● **Brief**
Each line of the data below that contains "ImagenClient" must be copied.

╔══

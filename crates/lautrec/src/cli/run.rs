//! Command handlers for the lautrec binary.

use crate::cli::{EstimateArgs, OutputFormat, RunArgs};
use lautrec_campaign::{CampaignOrchestrator, CopyGenerator, GenerationSettings, ImageComposer};
use lautrec_core::{CampaignBriefBuilder, CampaignResult, ContentStyle, HashtagStrategy, ImageStyle};
use lautrec_interface::Health;
use lautrec_models::{ClientLimits, GeminiCopyClient, ImagenClient};
use lautrec_platforms::PlatformRegistry;
use lautrec_pricing::{
    CostEstimator, CostRequestBuilder, ImageModel, PriceBook, VideoModel,
};
use std::sync::Arc;

type CliResult = Result<(), Box<dyn std::error::Error>>;

fn build_orchestrator(settings: &GenerationSettings) -> Result<CampaignOrchestrator, Box<dyn std::error::Error>> {
    let registry = Arc::new(PlatformRegistry::load()?);
    let estimator = Arc::new(CostEstimator::new(PriceBook::load()?));
    let limits = ClientLimits::new(settings.requests_per_minute, settings.max_concurrent);

    let copy_client = GeminiCopyClient::from_env(settings.text_model.clone())?
        .with_timeout(settings.text_timeout_secs)
        .with_max_retries(settings.max_retries)
        .with_limits(limits);
    let image_client = ImagenClient::from_env(settings.image_model.clone())?
        .with_timeout(settings.image_timeout_secs)
        .with_max_retries(settings.max_retries)
        .with_limits(limits);

    Ok(CampaignOrchestrator::new(
        registry,
        CopyGenerator::new(Arc::new(copy_client), Arc::clone(&estimator)),
        ImageComposer::new(Arc::new(image_client), estimator),
        settings.max_concurrent,
    ))
}

/// Run a campaign and print the result.
pub async fn run_campaign(args: RunArgs) -> CliResult {
    let style: ContentStyle = args.style.parse().map_err(|_| {
        format!("unknown style '{}'", args.style)
    })?;
    let hashtag_strategy: HashtagStrategy = args.hashtag_strategy.parse().map_err(|_| {
        format!("unknown hashtag strategy '{}'", args.hashtag_strategy)
    })?;

    let mut builder = CampaignBriefBuilder::default();
    builder
        .brief(args.brief)
        .platforms(args.platforms)
        .style(style)
        .hashtag_strategy(hashtag_strategy)
        .include_cta(!args.no_cta);
    if let Some(audience) = args.audience {
        builder.target_audience(audience);
    }
    if let Some(image_style) = &args.image_style {
        let parsed: ImageStyle = image_style
            .parse()
            .map_err(|_| format!("unknown image style '{image_style}'"))?;
        builder.image_style(parsed);
    }
    let brief = builder.build()?;

    let settings = GenerationSettings::load()?;
    let orchestrator = build_orchestrator(&settings)?;

    let result = if args.images {
        orchestrator.run(&brief).await
    } else {
        orchestrator.run_content_only(&brief).await
    };

    match args.format {
        OutputFormat::Json => println!("{}", serde_json::to_string_pretty(&result)?),
        OutputFormat::Human => print_campaign(&result),
    }

    Ok(())
}

fn print_campaign(result: &CampaignResult) {
    for slot in &result.results {
        match (&slot.content, &slot.error) {
            (Some(content), _) => {
                let status = if slot.ready_for_posting {
                    "ready"
                } else {
                    "not ready"
                };
                println!(
                    "[{}] {} ({} chars, {} tags)",
                    status, slot.platform, content.character_count, content.hashtag_count
                );
                println!("    {}", content.published_text());
                if let Some(image) = &slot.image
                    && !image.success
                {
                    println!(
                        "    image failed: {}",
                        image.failure_reason.as_deref().unwrap_or("unknown")
                    );
                }
            }
            (None, Some(error)) => {
                println!("[failed] {} - {}", slot.platform, error);
            }
            (None, None) => {
                println!("[failed] {}", slot.platform);
            }
        }
    }
    println!(
        "\n{}/{} ready, estimated cost ${:.4}",
        result.ready_count, result.platforms_requested, result.estimated_cost_usd
    );
}

/// Print the platform registry.
pub fn show_platforms() -> CliResult {
    let registry = PlatformRegistry::load()?;
    for id in registry.ids() {
        let spec = registry.get(id)?;
        let chars = spec
            .max_characters()
            .map_or("unlimited".to_string(), |c| c.to_string());
        println!(
            "{:<18} {:>9} chars  {:>2} tags  {}x{}  {}",
            id,
            chars,
            spec.max_hashtags(),
            spec.image_width(),
            spec.image_height(),
            spec.caption_style()
        );
    }
    Ok(())
}

/// Estimate campaign cost from resource counts and print the breakdown.
pub fn show_estimate(args: EstimateArgs) -> CliResult {
    let estimator = CostEstimator::new(PriceBook::load()?);
    let request = CostRequestBuilder::default()
        .images_1k(args.images_1k)
        .images_2k(args.images_2k)
        .video_seconds(args.video_seconds)
        .content_pieces(args.content_pieces)
        .image_model(ImageModel::classify(&args.image_model))
        .video_model(VideoModel::classify(&args.video_model))
        .build()?;

    let breakdown = estimator.estimate(&request)?;
    println!("{}", serde_json::to_string_pretty(&breakdown)?);
    Ok(())
}

/// Probe the generation services and print their status.
pub async fn show_health() -> CliResult {
    let settings = GenerationSettings::load()?;

    let text_status = match GeminiCopyClient::from_env(settings.text_model.clone()) {
        Ok(client) => client.health().await?,
        Err(e) => lautrec_interface::HealthStatus::Unhealthy {
            message: e.to_string(),
        },
    };
    let image_status = match ImagenClient::from_env(settings.image_model.clone()) {
        Ok(client) => client.health().await?,
        Err(e) => lautrec_interface::HealthStatus::Unhealthy {
            message: e.to_string(),
        },
    };
    let output_writable = std::fs::create_dir_all(&settings.output_dir).is_ok();

    println!(
        "{}",
        serde_json::to_string_pretty(&serde_json::json!({
            "services": {
                "text": text_status,
                "image": image_status,
            },
            "output_directory": settings.output_dir,
            "output_directory_writable": output_writable,
        }))?
    );
    Ok(())
}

╚══

● **Result of the task**
use lautrec_models::{ClientLimits, GeminiCopyClient, ImagenClient};
    let image_client = ImagenClient::from_env(settings.image_model.clone())?
    let image_status = match ImagenClient::from_env(settings.image_model.clone()) {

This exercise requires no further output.